Et le constat est sans appel, il n’y avait pas l’ombre d’une publicité mensongère ; par contre, je suis très frustré, et c’est, pour une fois, extrêmement agréable. Et si ce constat peut sembler paradoxal, je vous assure qu’il n’en est rien, et je m’en vais, comme toujours, tenter de vous expliquer ça au mieux.
Encore une fois, on reprend là où on s’était arrêté, ou peu s’en faut, et il apparaît très vite qu’encore une fois, l’enjeu est le changement dans la continuité. Car si beaucoup de choses demeurent des deux tomes précédents, on assiste à un radical changement d’échelle et d’enjeux, pour notre plus grand plaisir, évidemment. En s’appuyant toujours sur l’exigence et l’excellence de son uchronie, Olivier Gechter passe encore un cap dans l’ambition et l’exploration des possibles, sans pour autant aller trop loin trop vite ni perdre de vue les enjeux développés précédemment. Car si l’action prime dans ce volume, et permet de mettre un peu de côté les questionnements d’Antoine Lefort provoqués par les événements de Bel Ange, on sent bien que cette mise en pause n’est que tributaire des péripéties de cette Bataille de Cherbourg ; ces questionnements, passionnants par ce qu’ils impliquent, émaillent le récit sans jamais le perturber.
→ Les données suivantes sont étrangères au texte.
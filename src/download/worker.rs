use crate::download::{
    downloader::{DownloadState, FailureReason, Shared},
    errors::SaveLocationError,
    hash,
    ranges::{ByteRange, next_free_block},
    source::{RemoteSource, SourceError, SourceFetcher},
    store,
};
use std::io::SeekFrom;
use std::path::Path;
use std::sync::Arc;
use std::time::{Duration, Instant, SystemTime};
use tokio::fs::File;
use tokio::io::{AsyncSeekExt, AsyncWriteExt};
use tokio::sync::Mutex as AsyncMutex;
use tokio::task::JoinSet;
use tokio::time::{MissedTickBehavior, interval_at};

/// How often the swarm writes acquired ranges to the sidecar while blocks keep arriving.
pub(crate) const SIDECAR_SAVE_INTERVAL: Duration = Duration::from_secs(5);

enum SwarmOutcome {
    Complete,
    OutOfSources,
    Fatal(FailureReason),
    Superseded,
}

enum SourceRun {
    /// Nothing left to reserve; the source was handed back.
    Idle,
    Dropped,
    Fatal(FailureReason),
    Superseded,
}

/// Background body of one download activation. `generation` ties every state change to the
/// activation that spawned it.
pub(crate) async fn run(shared: Arc<Shared>, fetcher: Arc<dyn SourceFetcher>, generation: u64) {
    if let Some(delay) = shared.gate_remaining(SystemTime::now()) {
        tracing::debug!(id = %shared.id, delay_secs = delay.as_secs(), "waiting for start time");
        tokio::time::sleep(delay).await;
        let mut inner = shared.lock();
        if inner.generation != generation {
            return;
        }
        inner.state = DownloadState::Downloading;
    }

    let outcome = match swarm(&shared, &fetcher, generation).await {
        SwarmOutcome::Complete => finalize(&shared, generation).await,
        other => other,
    };
    conclude(&shared, generation, outcome).await;
}

async fn swarm(
    shared: &Arc<Shared>,
    fetcher: &Arc<dyn SourceFetcher>,
    generation: u64,
) -> SwarmOutcome {
    let file = match tokio::fs::OpenOptions::new()
        .write(true)
        .open(&shared.incomplete_path)
        .await
    {
        Ok(f) => Arc::new(AsyncMutex::new(f)),
        Err(err) => {
            return SwarmOutcome::Fatal(FailureReason::Disk(format!(
                "open '{}': {err}",
                shared.incomplete_path.display()
            )));
        }
    };

    let mut tasks: JoinSet<SourceRun> = JoinSet::new();
    let mut save_tick = interval_at(
        tokio::time::Instant::now() + SIDECAR_SAVE_INTERVAL,
        SIDECAR_SAVE_INTERVAL,
    );
    save_tick.set_missed_tick_behavior(MissedTickBehavior::Skip);
    loop {
        let batch = {
            let mut inner = shared.lock();
            if inner.generation != generation {
                tasks.abort_all();
                return SwarmOutcome::Superseded;
            }
            if inner.is_complete() {
                break;
            }
            match inner.size {
                Some(size) => {
                    let room = shared
                        .cfg
                        .max_busy_sources
                        .saturating_sub(inner.pool.busy_count());
                    let has_free = next_free_block(
                        &inner.acquired,
                        &inner.reserved,
                        size,
                        shared.cfg.block_size,
                    )
                    .is_some();
                    if has_free && room > 0 {
                        inner.pool.checkout_idle(room)
                    } else {
                        Vec::new()
                    }
                }
                None => Vec::new(),
            }
        };

        for source in batch {
            tasks.spawn(serve_source(
                shared.clone(),
                fetcher.clone(),
                file.clone(),
                source,
                generation,
            ));
        }

        if tasks.is_empty() {
            return SwarmOutcome::OutOfSources;
        }

        tokio::select! {
            joined = tasks.join_next() => match joined {
                Some(Ok(SourceRun::Fatal(reason))) => {
                    tasks.abort_all();
                    return SwarmOutcome::Fatal(reason);
                }
                Some(Ok(SourceRun::Superseded)) => {
                    tasks.abort_all();
                    return SwarmOutcome::Superseded;
                }
                Some(Ok(SourceRun::Idle | SourceRun::Dropped)) | None => {}
                Some(Err(err)) => {
                    if err.is_panic() {
                        tracing::warn!(id = %shared.id, error = %err, "source task panicked");
                    }
                }
            },
            _ = shared.sources_changed.notified() => {}
            _ = save_tick.tick() => shared.persist_if_dirty().await,
        }
    }

    // Nothing is reserved once complete, so the rest only have a sidecar write left.
    while tasks.join_next().await.is_some() {}
    let mut f = file.lock().await;
    if let Err(err) = f.sync_all().await {
        return SwarmOutcome::Fatal(FailureReason::Disk(format!(
            "sync '{}': {err}",
            shared.incomplete_path.display()
        )));
    }
    SwarmOutcome::Complete
}

async fn serve_source(
    shared: Arc<Shared>,
    fetcher: Arc<dyn SourceFetcher>,
    file: Arc<AsyncMutex<File>>,
    source: RemoteSource,
    generation: u64,
) -> SourceRun {
    let key = source.key();
    loop {
        let range = {
            let mut inner = shared.lock();
            if inner.generation != generation {
                return SourceRun::Superseded;
            }
            let Some(size) = inner.size else {
                inner.pool.release(key);
                return SourceRun::Idle;
            };
            match next_free_block(
                &inner.acquired,
                &inner.reserved,
                size,
                shared.cfg.block_size,
            ) {
                Some(r) => {
                    inner.reserved.insert(r);
                    r
                }
                None => {
                    inner.pool.release(key);
                    return SourceRun::Idle;
                }
            }
        };

        let fetched = match tokio::time::timeout(
            shared.cfg.source_timeout,
            fetcher.fetch(&source, range),
        )
        .await
        {
            Ok(Ok(data)) if data.len() as u64 == range.len() => Ok(data),
            Ok(Ok(data)) => Err(SourceError::InvalidData {
                addr: source.addr,
                reason: format!("expected {} bytes, got {}", range.len(), data.len()),
            }),
            Ok(Err(err)) => Err(err),
            Err(_) => Err(SourceError::Timeout { addr: source.addr }),
        };

        let data = match fetched {
            Ok(data) => data,
            Err(err) => {
                let mut inner = shared.lock();
                if inner.generation != generation {
                    return SourceRun::Superseded;
                }
                inner.reserved.remove(range);
                inner.pool.remove(key);
                tracing::debug!(
                    id = %shared.id,
                    source = %key,
                    error = %err,
                    remaining = inner.pool.len(),
                    "dropping failed source"
                );
                return SourceRun::Dropped;
            }
        };

        if let Err(err) = write_block(&file, range, &data).await {
            let mut inner = shared.lock();
            inner.reserved.remove(range);
            inner.pool.release(key);
            return SourceRun::Fatal(FailureReason::Disk(format!(
                "write {}..{} to '{}': {err}",
                range.start,
                range.end,
                shared.incomplete_path.display()
            )));
        }

        {
            let mut inner = shared.lock();
            if inner.generation != generation {
                return SourceRun::Superseded;
            }
            inner.reserved.remove(range);
            inner.acquired.insert(range);
            inner.pool.record_served(key, range.len());
            inner.dirty = true;
            let total = inner.acquired.covered();
            inner.sampler.update(total, Instant::now());
        }
    }
}

async fn write_block(
    file: &AsyncMutex<File>,
    range: ByteRange,
    data: &[u8],
) -> std::io::Result<()> {
    let mut f = file.lock().await;
    f.seek(SeekFrom::Start(range.start)).await?;
    f.write_all(data).await?;
    f.flush().await
}

/// Verify the assembled file and move it into the save directory.
async fn finalize(shared: &Arc<Shared>, generation: u64) -> SwarmOutcome {
    {
        let mut inner = shared.lock();
        if inner.generation != generation {
            return SwarmOutcome::Superseded;
        }
        inner.state = DownloadState::Verifying;
    }

    if shared.cfg.verify_on_complete {
        match hash::hash_file(&shared.incomplete_path).await {
            Ok(actual) if actual == shared.content_id => {}
            Ok(actual) => {
                return SwarmOutcome::Fatal(FailureReason::Corrupt {
                    expected: shared.content_id,
                    actual,
                });
            }
            Err(err) => {
                return SwarmOutcome::Fatal(FailureReason::Disk(format!(
                    "hash '{}': {err}",
                    shared.incomplete_path.display()
                )));
            }
        }
    }

    let overwrite = {
        let inner = shared.lock();
        if inner.generation != generation {
            return SwarmOutcome::Superseded;
        }
        inner.overwrite
    };

    let target = shared.save_path();
    if let Err(err) = place_file(&shared.incomplete_path, &target, overwrite).await {
        return SwarmOutcome::Fatal(FailureReason::SaveLocation(err.to_string()));
    }
    if let Err(err) = store::remove_part_met(&shared.incomplete_path).await {
        tracing::warn!(id = %shared.id, error = %err, "failed to remove part metadata");
    }
    tracing::info!(
        id = %shared.id,
        path = %target.display(),
        "download complete"
    );
    SwarmOutcome::Complete
}

pub(crate) async fn place_file(
    from: &Path,
    to: &Path,
    overwrite: bool,
) -> Result<(), SaveLocationError> {
    let placement = |source| SaveLocationError::Placement {
        from: from.to_path_buf(),
        to: to.to_path_buf(),
        source,
    };

    if tokio::fs::try_exists(to).await.map_err(placement)? {
        if !overwrite {
            return Err(SaveLocationError::FileAlreadyExists {
                path: to.to_path_buf(),
            });
        }
        tokio::fs::remove_file(to).await.map_err(placement)?;
    }

    if tokio::fs::rename(from, to).await.is_ok() {
        return Ok(());
    }
    // Cross-device moves fall back to copy + remove.
    tokio::fs::copy(from, to).await.map_err(placement)?;
    tokio::fs::remove_file(from).await.map_err(placement)?;
    Ok(())
}

async fn conclude(shared: &Arc<Shared>, generation: u64, outcome: SwarmOutcome) {
    let corrupt = {
        let mut inner = shared.lock();
        if inner.generation != generation {
            return;
        }
        inner.pool.release_all();
        inner.reserved = crate::download::ranges::RangeSet::new();
        inner.sampler.reset();
        match outcome {
            SwarmOutcome::Complete => {
                inner.state = DownloadState::Complete;
                return;
            }
            SwarmOutcome::Superseded => return,
            SwarmOutcome::OutOfSources => {
                inner.state = DownloadState::WaitingForSources;
                tracing::info!(
                    id = %shared.id,
                    bytes = inner.acquired.covered(),
                    "download ran out of sources"
                );
                None
            }
            SwarmOutcome::Fatal(reason) => {
                tracing::warn!(id = %shared.id, reason = %reason, "download failed");
                if matches!(reason, FailureReason::Corrupt { .. }) {
                    inner.discarded = true;
                    inner.acquired = crate::download::ranges::RangeSet::new();
                    Some(reason)
                } else {
                    inner.state = DownloadState::Failed;
                    inner.failure = Some(reason);
                    None
                }
            }
        }
    };
    let Some(reason) = corrupt else {
        shared.persist().await;
        return;
    };
    // The failure becomes visible only once the bad bytes are gone.
    shared.discard_partial().await;
    let mut inner = shared.lock();
    if inner.generation == generation {
        inner.state = DownloadState::Failed;
        inner.failure = Some(reason);
    }
}

#[cfg(test)]
mod tests {
    use super::*;

    fn temp_dir(tag: &str) -> std::path::PathBuf {
        let mut p = std::env::temp_dir();
        let nanos = std::time::SystemTime::now()
            .duration_since(std::time::UNIX_EPOCH)
            .expect("clock")
            .as_nanos();
        p.push(format!("transfer-core-worker-{tag}-{nanos}"));
        p
    }

    #[tokio::test]
    async fn place_file_refuses_existing_target_without_overwrite() {
        let root = temp_dir("place");
        tokio::fs::create_dir_all(&root).await.expect("mkdir");
        let from = root.join("a.part");
        let to = root.join("a.bin");
        tokio::fs::write(&from, b"new").await.expect("from");
        tokio::fs::write(&to, b"old").await.expect("to");

        let err = place_file(&from, &to, false).await.expect_err("must refuse");
        assert!(matches!(err, SaveLocationError::FileAlreadyExists { .. }));
        assert_eq!(tokio::fs::read(&to).await.expect("read"), b"old");

        place_file(&from, &to, true).await.expect("overwrite");
        assert_eq!(tokio::fs::read(&to).await.expect("read"), b"new");
        assert!(!from.exists());

        let _ = std::fs::remove_dir_all(root);
    }
}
J’aime beaucoup l’équilibre permanent que parvient à entretenir l’auteur entre ses différents axes narratifs, sachant alterner comme mêler le divertissement, l’hypothèse uchronique et les retours à la réalité, tout le long du récit, sans jamais perdre sa qualité de page-turner. Si j’ai pu dans mes chroniques passées saluer le côté pulp du récit, ce dernier demeure présent, mais de façon plus discrète, au profit d’une approche plus moderne et technique, toujours en jouant de clins d’oeils et de références espiègles. Ce mélange me séduit encore plus qu’auparavant.
Mon principal plaisir, depuis le début de cette saga, c’est qu’à chaque tome, je n’ai pas de réels reproches à formuler en dehors d’un seul, qui n’en est pas vraiment un. Quel luxe, vraiment. Je me contente plus largement de constater que les compliments passés sont toujours valables et que de nouveaux s’imposent, à chaque fois. Ce qui m’amène à ce non-reproche : leurré par le format « intégrale », je croyais que ce troisième tome allait clore une bonne partie des enjeux amorcés et répondre à certaines questions en suspens depuis le premier volume. Et non, au contraire. Si, en effet, quelques mystères sont éclaircis, la majorité des événements sont ici complètement inédits et ne font que démultiplier les possibles, ce qui est aussi grisant que frustrant. De nouveaux personnages, de nouveaux enjeux et autant de possibilités futures d’exploration de cette uchronie passionnante, sans compter toutes les réflexions qui pourront l’accompagner. Le fait de terminer chaque volume avec une curiosité renouvelée, tant qu’on a un autre tome avec lequel enchaîner, c’est aussi agréable que confortable. Mais maintenant que j’ai fini cette (magnifique) intégrale, vous essayez de me dire qu’il va me falloir attendre un hypothétique tome 4 pour seulement espérer avoir des réponses à certaines questions qui demeurent depuis le premier tome ? C’est de la torture, ni plus ni moins. Et si, pour reprendre la formule de Neil Gaiman chère à mon cœur, Olivier Gechter « n’est pas ma pute »(pardon my french), il faut quand même admettre que j’aimerais lire ce tome suivant le plus vite possible.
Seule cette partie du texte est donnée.